Abidin Dino (Bir Kez Daha)

Abidin Dino ve “Goal” filmi ile ilgili -ve ister istemez başka şeyler- hakkında ilk kez sadibey.com’a 23.01.2011’de yazdım. O yazıda, ülkemizde Altın Goller adı ile gösterilen 1964 Dünya Futbol Şampiyonası final maçları üzerine yapılmış film hakkında yazarken Abidin Dino yanında iki yönetmen daha olduğunu yazmışım. Son günlerde (aslında “Abidin Dino Mardin’de” kitabında okuduklarım üzerine -bu kitabı GAP turunda Mardin’de bir müze’de dağıtılırken elime geçmesi ile edindim) “Goal” filmi üzerine yeniden araştırma yaparken filmin üç değil iki yönetmeni olduğu bilgisini edindim.

Dino’nun yanındaki yönetmen Ross Denevish idi. Daha sonra yönetmenliğe devam edecek olan Denevish, Goal de, Dino gibi ilk filmini çekiyordu. Dino daha önceleri filme çekilmemiş senaryolar yazacak, 1935’de SSCB’de çekilen Madenciler isimli filmin dekorlarını hazırlayacaktı, belge film çalışmaları olacaktı.

Dünya Kupası final maçları üzerine yapılacak film, belirsiz bir şey üzerine, ne olacağını bilemediğiniz olaylar üzerine yapılacak bir filmdir. Baştan bir belirsizlik içerir, bir sinema filmi için bile büyük bir risk olan bu durum -yapılacak- belge film için daha büyük bir risktir. Bunun için Dino film öncesi hazırlıklara girişir, bir futbol maçının özelliklerini göz önüne alarak yapacaklarını düşünürken, kameraları nerelere koyacağı konusunda da FİFA yetkilileri ile sürtüşmeye girişir.
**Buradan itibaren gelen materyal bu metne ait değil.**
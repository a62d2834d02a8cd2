// src/metrics.rs
use axum::{routing::get, Router};
use metrics_exporter_prometheus::{PrometheusBuilder, PrometheusHandle};

pub struct Metrics {
    pub handle: PrometheusHandle,
}

impl Metrics {
    /// Install the global Prometheus recorder. Call once per process.
    pub fn init() -> anyhow::Result<Self> {
        let handle = PrometheusBuilder::new()
            .install_recorder()
            .map_err(|e| anyhow::anyhow!("prometheus: install recorder: {e}"))?;
        Ok(Self { handle })
    }

    /// Returns a router exposing `/metrics` with the Prometheus exposition format.
    pub fn router(&self) -> Router {
        let handle = self.handle.clone();
        Router::new().route(
            "/metrics",
            get(move || {
                let h = handle.clone();
                async move { h.render() }
            }),
        )
    }
}
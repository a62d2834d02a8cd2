// src/summarize.rs
//! Heuristic summaries: plain text, first few sentences.
//!
//! A "sentence" ends at `.`, `!` or `?` followed by whitespace. No attempt is
//! made to handle abbreviations or quotes; the cap boundary may cut mid-thought.

use once_cell::sync::OnceCell;
use regex::Regex;

pub const DEFAULT_SUMMARY_SENTENCES: usize = 2;

/// Shown when a description reduces to nothing.
pub const SUMMARY_PLACEHOLDER: &str = "No summary available.";

/// Decode entities, drop tags, collapse whitespace.
///
/// Entities are decoded first so double-escaped markup (`&lt;p&gt;`) is
/// removed too. A tag must open with a letter, `/` or `!`, so a decoded
/// comparison such as `5 < 10 ... > 3` stays in the text.
pub fn strip_markup(s: &str) -> String {
    // 1) HTML entity decode
    let mut out = html_escape::decode_html_entities(s).to_string();

    // 2) Block-level tags separate words; everything else just disappears
    static RE_BLOCK: OnceCell<Regex> = OnceCell::new();
    let re_block = RE_BLOCK.get_or_init(|| {
        Regex::new(r"(?i)</?(?:p|br|div|li|ul|ol|h[1-6]|blockquote|tr|td|th|table|hr)\b[^>]*>")
            .unwrap()
    });
    out = re_block.replace_all(&out, " ").to_string();

    static RE_TAGS: OnceCell<Regex> = OnceCell::new();
    let re_tags =
        RE_TAGS.get_or_init(|| Regex::new(r"(?s)<!--.*?-->|<[/!]?[A-Za-z][^<>]*>").unwrap());
    out = re_tags.replace_all(&out, "").to_string();

    // 3) Collapse whitespace (Unicode \s covers NBSP)
    static RE_WS: OnceCell<Regex> = OnceCell::new();
    let re_ws = RE_WS.get_or_init(|| Regex::new(r"\s+").unwrap());
    out = re_ws.replace_all(&out, " ").to_string();

    out.trim().to_string()
}

/// Split already-plain text into sentences. Terminators stay attached.
pub fn split_sentences(text: &str) -> Vec<&str> {
    static RE_BOUNDARY: OnceCell<Regex> = OnceCell::new();
    let re = RE_BOUNDARY.get_or_init(|| Regex::new(r"[.!?]\s+").unwrap());

    let mut out = Vec::new();
    let mut start = 0;
    for m in re.find_iter(text) {
        // terminators are single-byte ASCII
        let end = m.start() + 1;
        let sentence = text[start..end].trim();
        if !sentence.is_empty() {
            out.push(sentence);
        }
        start = m.end();
    }
    let tail = text[start..].trim();
    if !tail.is_empty() {
        out.push(tail);
    }
    out
}

/// Plain-text summary of at most `max_sentences` sentences. Empty in, empty out.
pub fn summarize(raw: &str, max_sentences: usize) -> String {
    let plain = strip_markup(raw);
    split_sentences(&plain)
        .into_iter()
        .take(max_sentences)
        .collect::<Vec<_>>()
        .join(" ")
}

#[cfg(test)]
mod tests {
    use super::*;

    #[test]
    fn keeps_first_two_sentences() {
        let s = "One. Two! Three? Four.";
        assert_eq!(summarize(s, 2), "One. Two!");
    }

    #[test]
    fn adjacent_paragraphs_do_not_fuse() {
        let s = "<p>First.</p><p>Second.</p><p>Third.</p>";
        assert_eq!(summarize(s, 2), "First. Second.");
    }

    #[test]
    fn decimal_point_is_not_a_boundary() {
        let s = "Revenue grew 3.5 percent. Margins held.";
        assert_eq!(split_sentences(s), vec!["Revenue grew 3.5 percent.", "Margins held."]);
    }

    #[test]
    fn decoded_comparisons_are_not_tags() {
        let s = "Costs fell 5 &lt; 10 units while sales &gt; forecast. Next.";
        assert_eq!(
            summarize(s, 2),
            "Costs fell 5 < 10 units while sales > forecast. Next."
        );
        assert_eq!(strip_markup("a <!-- note --> b &lt;i&gt;c&lt;/i&gt;"), "a b c");
    }

    #[test]
    fn empty_and_markup_only_inputs_are_empty() {
        assert_eq!(summarize("", 2), "");
        assert_eq!(summarize("<img src=\"x.png\"/> <br/>", 2), "");
    }
}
Oynanacak maçların ritminin ne olacağı bilinmediği için -gerektiğinde- kullanılmak üzere, gerek sokaklarda, kahvehanelerde ve stadyumlarda neler çekilebileceği hakkında hazırlıklı olmaya hazırlanır. Maçlar bittiğinde çekilenlerin kurgulanması için kendisine verilen süre çok kısa bir süredir (bir ay…) Amansız bir kurgu çalışması sonunda (maçlar beklenen durgunluğu içermediği için) maçlarda çekilen görüntülerle film oluşturulur… Oluşturulur ama maçların oynandığı İngiltere’de -hele maçların sonuna doğru- yeterli ışığın olmaması nedeni ile (stadyumlardaki) harici çekimlerde normalde net görüntü alınamaması riskine rağmen, görüntü ekibinin gayretleri ile yeterli kalitede görüntüler elde edilir. Bütün bunlar maçların düzeyinin düşük olması olasılığı ile çekilen metrelerce filmin kullanılmamasına neden olur… Bunlar dolaylı da olsa maçlarla, futbolla ilgili filmlerdir ama maç görüntülerinin yerine konulacak görüntüler değillerdir.
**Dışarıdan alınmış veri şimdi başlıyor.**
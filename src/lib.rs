// src/lib.rs
// Public library surface for the binaries and integration tests.

pub mod api;
pub mod categorize;
pub mod config;
pub mod ingest;
pub mod metrics;
pub mod pipeline;
pub mod render;
pub mod summarize;

// ---- Re-exports for stable public API ----
pub use crate::api::router;
pub use crate::categorize::{Categorizer, Category, CategoryRules};
pub use crate::config::{load_config_default, BriefedConfig};
pub use crate::ingest::types::{FeedClient, FeedSource, FetchError, RawItem};
pub use crate::pipeline::{Entry, Pipeline};

use tracing_subscriber::{fmt, prelude::*, EnvFilter};

/// Install the global tracing subscriber.
///
/// Filter comes from `RUST_LOG`, falling back to info for this crate and its
/// `ingest`/`pipeline` targets, warn elsewhere.
/// `BRIEFED_LOG_JSON=1` switches to JSON lines (for CI logs).
pub fn init_tracing() {
    let filter = EnvFilter::try_from_default_env()
        .unwrap_or_else(|_| EnvFilter::new("briefed=info,ingest=info,pipeline=info,warn"));

    let json = std::env::var("BRIEFED_LOG_JSON")
        .ok()
        .is_some_and(|v| v == "1");

    let registry = tracing_subscriber::registry().with(filter);
    let res = if json {
        registry.with(fmt::layer().json()).try_init()
    } else {
        registry.with(fmt::layer().compact()).try_init()
    };
    if let Err(e) = res {
        eprintln!("tracing already initialized: {e}");
    }
}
Sonunda kurgulanan film, yazılanlara göre daha önceki yıllarda hazırlanan Dünya Kupası final maçları filmlerine göre daha sinemasal (filmsel) özellik taşır. Filmin bu nedenle Flaherty ödülü aldığı belirtiliyor. [İnternette yazılan yazılarda Dino’nun 1966’da yaptığı belgesel Golemata Voda adlı filmin Flaherty ödülü aldığı belirtiliyor ama bu film hakkında yeterli bilgiye ulaşabilmiş değilim. Golemata Voda filmi için yapılan araştırmada ise, filmin İngilizce adının The Great Water (2004) olduğunu gördüm ve bu filmin Goal filmi ile hiç bir ilişkisi yoktu.]
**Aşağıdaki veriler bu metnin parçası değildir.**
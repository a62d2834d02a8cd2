// src/ingest/http.rs
use async_trait::async_trait;
use metrics::histogram;
use reqwest::Client;
use std::time::Duration;

use crate::ingest::rss::parse_items;
use crate::ingest::types::{FeedClient, FeedSource, FetchError, RawItem};

pub const DEFAULT_TIMEOUT: Duration = Duration::from_secs(10);
pub const DEFAULT_USER_AGENT: &str = concat!("briefed/", env!("CARGO_PKG_VERSION"));

/// Plain GET, one attempt, explicit timeout on every request.
#[derive(Clone)]
pub struct HttpFeedClient {
    client: Client,
    timeout: Duration,
    user_agent: String,
}

impl HttpFeedClient {
    pub fn new() -> Self {
        Self {
            client: Client::new(),
            timeout: DEFAULT_TIMEOUT,
            user_agent: DEFAULT_USER_AGENT.to_string(),
        }
    }

    pub fn with_timeout(mut self, timeout: Duration) -> Self {
        self.timeout = timeout;
        self
    }

    pub fn with_user_agent(mut self, user_agent: impl Into<String>) -> Self {
        self.user_agent = user_agent.into();
        self
    }
}

impl Default for HttpFeedClient {
    fn default() -> Self {
        Self::new()
    }
}

#[async_trait]
impl FeedClient for HttpFeedClient {
    async fn fetch_items(
        &self,
        source: &FeedSource,
        max_items: usize,
    ) -> Result<Vec<RawItem>, FetchError> {
        let t0 = std::time::Instant::now();
        let request_err = |e: reqwest::Error| FetchError::Request {
            url: source.url.clone(),
            source: e,
        };

        let resp = self
            .client
            .get(&source.url)
            .timeout(self.timeout)
            .header(reqwest::header::USER_AGENT, &self.user_agent)
            .send()
            .await
            .map_err(request_err)?;

        let status = resp.status();
        if !status.is_success() {
            return Err(FetchError::Status {
                url: source.url.clone(),
                status: status.as_u16(),
            });
        }

        let body = resp.text().await.map_err(request_err)?;
        let items = parse_items(&body, max_items)?;

        let ms = t0.elapsed().as_secs_f64() * 1_000.0;
        histogram!("feed_fetch_ms").record(ms);
        tracing::debug!(
            target: "ingest",
            source = %source.name,
            items = items.len(),
            ms,
            "feed fetched"
        );
        Ok(items)
    }
}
Sinemalarımızda da gösterilen The Goal filminin jeneriğinde Abidin Dino adı yer almaktadır. Ve filmden sonra Dino bu film hakkında yazdığı kitapta film öncesi ve sonrası çalışmalarını anlatırken, film için çizdiği desenlere de yer vermektedir. (Bu kitap Türkçeye çevrildi mi !!!?) The Goal filminin künyesinde ise süresinin 107 dakika olduğu ve yapımın İngiltere – Lihtenştayn (UK – Liechtenstein) olduğu belirtilmektedir.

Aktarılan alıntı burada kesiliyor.